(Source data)
- Opening Delimiter -

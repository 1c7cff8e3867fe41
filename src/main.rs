#![allow(dead_code)]
#![recursion_limit = "256"]

mod cli;
mod application;
mod domain;
mod data;
mod ml;
mod infra;
mod error;

use anyhow::Result;
use clap::Parser;
use cli::Cli;

fn main() -> Result<()> {
    tracing_subscriber::fmt()
        .with_env_filter(
            tracing_subscriber::EnvFilter::from_default_env()
                .add_directive("neural_enlarge=info".parse()?),
        )
        .init();

    let cli = Cli::parse();
    cli.run()
}
// ============================================================
// Pixel Conversions
// ============================================================
// The boundary between the `image` crate's u8 buffers and the
// [0,1] float HWC arrays used everywhere else in the crate.

use std::path::Path;

use image::{DynamicImage, ImageBuffer, Rgb};
use ndarray::Array3;

use crate::domain::image::RGB_CHANNELS;
use crate::error::{Error, Result};

/// Convert a decoded image to an HWC array with values in [0, 1].
pub fn image_to_array(img: &DynamicImage) -> Array3<f32> {
    let rgb = img.to_rgb8();
    let (width, height) = (rgb.width() as usize, rgb.height() as usize);

    let mut out = Array3::<f32>::zeros((height, width, RGB_CHANNELS));
    for (x, y, pixel) in rgb.enumerate_pixels() {
        let (x, y) = (x as usize, y as usize);
        out[[y, x, 0]] = f32::from(pixel[0]) / 255.0;
        out[[y, x, 1]] = f32::from(pixel[1]) / 255.0;
        out[[y, x, 2]] = f32::from(pixel[2]) / 255.0;
    }
    out
}

/// Convert a [0,1] HWC array back to an 8-bit RGB image.
pub fn array_to_image(pixels: &Array3<f32>) -> ImageBuffer<Rgb<u8>, Vec<u8>> {
    let shape = pixels.shape();
    let (height, width) = (shape[0], shape[1]);

    let mut img = ImageBuffer::new(width as u32, height as u32);
    for y in 0..height {
        for x in 0..width {
            let r = denormalize(pixels[[y, x, 0]]);
            let g = denormalize(pixels[[y, x, 1]]);
            let b = denormalize(pixels[[y, x, 2]]);
            img.put_pixel(x as u32, y as u32, Rgb([r, g, b]));
        }
    }
    img
}

/// Save a [0,1] HWC array as an image file (format from extension).
pub fn save_array<P: AsRef<Path>>(pixels: &Array3<f32>, path: P) -> Result<()> {
    let path = path.as_ref();
    array_to_image(pixels)
        .save(path)
        .map_err(|source| Error::ImageSave {
            path: path.to_path_buf(),
            source,
        })
}

/// Map [0, 1] to [0, 255] with clamping.
#[inline]
fn denormalize(value: f32) -> u8 {
    (value * 255.0).round().clamp(0.0, 255.0) as u8
}

// ─── Unit Tests ───────────────────────────────────────────────────────────────
#[cfg(test)]
mod tests {
    use super::*;

    #[test]
    fn test_denormalize() {
        assert_eq!(denormalize(0.0), 0);
        assert_eq!(denormalize(0.5), 128);
        assert_eq!(denormalize(1.0), 255);
    }

    #[test]
    fn test_denormalize_clamp() {
        // Network output is unbounded (final conv is linear),
        // so out-of-range values must clamp, not wrap
        assert_eq!(denormalize(-0.5), 0);
        assert_eq!(denormalize(1.5), 255);
    }

    #[test]
    fn test_array_shape_matches_image() {
        let img = DynamicImage::new_rgb8(20, 10);
        let arr = image_to_array(&img);
        // HWC: height first
        assert_eq!(arr.shape(), &[10, 20, 3]);
    }

    #[test]
    fn test_round_trip_preserves_pixels() {
        let mut img = ImageBuffer::new(4, 4);
        img.put_pixel(1, 2, Rgb([10u8, 120, 250]));
        let arr = image_to_array(&DynamicImage::ImageRgb8(img));
        let back = array_to_image(&arr);
        assert_eq!(back.get_pixel(1, 2), &Rgb([10u8, 120, 250]));
    }
}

- Closing Delimiter -

Print each line above exactly as it stands.

repository 1c7cff8e3867fe41
filename src/main.rs
#![allow(dead_code)]
#![recursion_limit = "256"]

mod cli;
mod application;
mod domain;
mod data;
mod ml;
mod infra;
mod error;

use anyhow::Result;
use clap::Parser;
use cli::Cli;

fn main() -> Result<()> {
    tracing_subscriber::fmt()
        .with_env_filter(
            tracing_subscriber::EnvFilter::from_default_env()
                .add_directive("neural_enlarge=info".parse()?),
        )
        .init();

    let cli = Cli::parse();
    cli.run()
}
// ============================================================
// Pixel Conversions
// ============================================================
// The boundary between the `image` crate's u8 buffers and the
// [0,1] float HWC arrays used everywhere else in the crate.

use std::path::Path;

use image::{DynamicImage, ImageBuffer, Rgb};
use ndarray::Array3;

use crate::domain::image::RGB_CHANNELS;
use crate::error::{Error, Result};

/// Convert a decoded image to an HWC array with values in [0, 1].
pub fn image_to_array(img: &DynamicImage) -> Array3<f32> {
    let rgb = img.to_rgb8();
    let (width, height) = (rgb.width() as usize, rgb.height() as usize);

    let mut out = Array3::<f32>::zeros((height, width, RGB_CHANNELS));
    for (x, y, pixel) in rgb.enumerate_pixels() {
        let (x, y) = (x as usize, y as usize);
        out[[y, x, 0]] = f32::from(pixel[0]) / 255.0;
        out[[y, x, 1]] = f32::from(pixel[1]) / 255.0;
        out[[y, x, 2]] = f32::from(pixel[2]) / 255.0;
    }
    out
}

/// Convert a [0,1] HWC array back to an 8-bit RGB image.
pub fn array_to_image(pixels: &Array3<f32>) -> ImageBuffer<Rgb<u8>, Vec<u8>> {
    let shape = pixels.shape();
    let (height, width) = (shape[0], shape[1]);

    let mut img = ImageBuffer::new(width as u32, height as u32);
    for y in 0..height {
        for x in 0..width {
            let r = denormalize(pixels[[y, x, 0]]);
            let g = denormalize(pixels[[y, x, 1]]);
            let b = denormalize(pixels[[y, x, 2]]);
            img.put_pixel(x as u32, y as u32, Rgb([r, g, b]));
        }
    }
    img
}

/// Save a [0,1] HWC array as an image file (format from extension).
pub fn save_array<P: AsRef<Path>>(pixels: &Array3<f32>, path: P) -> Result<()> {
    let path = path.as_ref();
    array_to_image(pixels)
        .save(path)
        .map_err(|source| Error::ImageSave {
            path: path.to_path_buf(),
            source,
        })
}

/// Map [0, 1] to [0, 255] with clamping.
#[inline]
fn denormalize(value: f32) -> u8 {
    (value * 255.0).round().clamp(0.0, 255.0) as u8
}

// ─── Unit Tests ───────────────────────────────────────────────────────────────
#[cfg(test)]
mod tests {
    use super::*;

    #[test]
    fn test_denormalize() {
        assert_eq!(denormalize(0.0), 0);
        assert_eq!(denormalize(0.5), 128);
        assert_eq!(denormalize(1.0), 255);
    }

    #[test]
    fn test_denormalize_clamp() {
        // Network output is unbounded (final conv is linear),
        // so out-of-range values must clamp, not wrap
        assert_eq!(denormalize(-0.5), 0);
        assert_eq!(denormalize(1.5), 255);
    }

    #[test]
    fn test_array_shape_matches_image() {
        let img = DynamicImage::new_rgb8(20, 10);
        let arr = image_to_array(&img);
        // HWC: height first
        assert_eq!(arr.shape(), &[10, 20, 3]);
    }

    #[test]
    fn test_round_trip_preserves_pixels() {
        let mut img = ImageBuffer::new(4, 4);
        img.put_pixel(1, 2, Rgb([10u8, 120, 250]));
        let arr = image_to_array(&DynamicImage::ImageRgb8(img));
        let back = array_to_image(&arr);
        assert_eq!(back.get_pixel(1, 2), &Rgb([10u8, 120, 250]));
    }
}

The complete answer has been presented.